Sat. Oct 1st, 2022
Employees of the South Sudanese Ministry of Health pose in protective suits during an Ebola preparedness exercise conducted by the World Health Organization (WHO).
enlarge Employees of the South Sudanese Ministry of Health pose in protective suits during an Ebola preparedness exercise conducted by the World Health Organization (WHO).

The Food and Drug Administration on Tuesday gave its first-ever approval for a therapy against the Ebola virus disease.

Although the Ebola vaccine, Ervebo, received approval late last year and was found to be 97.5 percent effective in preliminary trials, the newly approved therapy could be helpful in tackling an ongoing outbreak in the Democratic Republic of Congo that began in June. The FDA’s approval may also improve prospects for similar therapies being developed for COVID-19, which may become available before a vaccine.

The newly approved Ebola treatment, called Inmazeb (also known as REGN-EB3), is a combination of three monoclonal antibodies made by Regeneron Pharmaceuticals. The antibodies target the only protein on the outside of the Ebola virus particles, the glycoprotein. Ebola uses its glycoprotein to attach to and invade human cells, causing an infection. The cocktail of antibodies clumps onto the protein, preventing it from entering the cells.

Ebola outbreaks

In a 2018-2019 clinical study amid an Ebola outbreak in the DRC’s North Kivu and Ituri provinces, Inmazeb outperformed three other treatments tested side by side. Of the 154 Ebola patients who received Inmazeb, 33.8 percent died after 28 days, compared with 51 percent of the 153 patients who received another experimental antibody. Left untreated, Ebola has an average death rate of about 50 percent, although the death rate between outbreaks can vary widely, from 25 percent to 90 percent.

Ebola has caused 11 outbreaks since it was first identified in the DRC in 1976e outbreak started on June 1 this year in the Mbandaka area of ​​Équateur province and is ongoing. More than 100 people have been infected so far, with at least 47 deaths. the 10e The outbreak that began in North Kivu province on August 1, 2018, was declared over on June 25, 2020 after the outbreak infected 3,470 people, killing 2,287 (a 65 percent death rate). The largest recorded Ebola outbreak was the West African outbreak in 2014, which led to more than 28,000 cases and 11,000 deaths.

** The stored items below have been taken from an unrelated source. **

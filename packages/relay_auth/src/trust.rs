//! Backend trust classification.
//!
//! The agent backend authenticates with a shared secret presented in a request
//! header. Comparison is constant-time over equal-length inputs; a length
//! mismatch returns early without looking at content.

use std::fmt;

use subtle::ConstantTimeEq;

/// The server-held shared secret. `Debug` never prints the value.
#[derive(Clone)]
pub struct BackendSecret(Vec<u8>);

impl BackendSecret {
    pub fn new(secret: impl Into<Vec<u8>>) -> Self {
        Self(secret.into())
    }

    /// An empty secret means backend trust is disabled.
    pub fn is_disabled(&self) -> bool {
        self.0.is_empty()
    }

    pub fn len(&self) -> usize {
        self.0.len()
    }

    pub fn is_empty(&self) -> bool {
        self.0.is_empty()
    }
}

impl fmt::Debug for BackendSecret {
    fn fmt(&self, f: &mut fmt::Formatter<'_>) -> fmt::Result {
        f.debug_struct("BackendSecret")
            .field("len", &self.0.len())
            .finish_non_exhaustive()
    }
}

/// Proof that a connection presented the backend secret.
///
/// Only [`classify`] can mint one, so any API that takes a `BackendGrant`
/// is reachable from backend-trusted code paths only.
#[derive(Debug, Clone, Copy, PartialEq, Eq)]
pub struct BackendGrant {
    _private: (),
}

/// Decide whether the presented header value grants backend trust.
///
/// Returns `None` when the header is absent, the configured secret is empty,
/// the lengths differ, or the bytes differ.
pub fn classify(presented: Option<&[u8]>, secret: &BackendSecret) -> Option<BackendGrant> {
    let presented = presented?;
    if secret.is_disabled() || presented.len() != secret.0.len() {
        return None;
    }
    if bool::from(presented.ct_eq(&secret.0)) {
        Some(BackendGrant { _private: () })
    } else {
        None
    }
}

“We are incredibly proud that the FDA has approved Inmazeb,” George Yancopoulos, Regeneron’s president and chief scientific officer, said in a press release. He noted that Ebola has “caused a number of deadly outbreaks”.

COVID-19 therapies

But the approval comes as Regeneron is in the spotlight for another cocktail of monoclonal antibodies — one that targets the pandemic coronavirus, SARS-CoV-2, which causes COVID-19. The cocktail, which includes two monoclonal antibodies, is still in clinical trials, but was specifically given to US President Donald Trump on a “compassionate use” basis.

Rival pharmaceutical company Eli Lilly is also developing an antibody therapy against COVID-19, although the trial was recently interrupted for a safety review.

Trump has touted the antibodies as a “cure” despite insufficient data to support the claim. The only publicly available data on the efficacy of Regeneron’s cocktail comes from a Sept. 29 press release showing that SARS-CoV-2 levels decline more rapidly in infected patients who were not hospitalized because of their infection.

Nevertheless, Regeneron has requested the FDA to issue an Emergency Use Authorization for the cocktail’s use during the pandemic, as did Lilly. The FDA’s approval of Regeneron’s Ebola antibody cocktail may bolster optimism that the FDA will issue EUAs.

“As we apply the same advanced technologies and manufacturing capabilities against COVID-19, we hope this will be one of many demonstrations of how the power of science can be successfully harnessed against dangerous infectious diseases,” Yancopoulos said in the press release.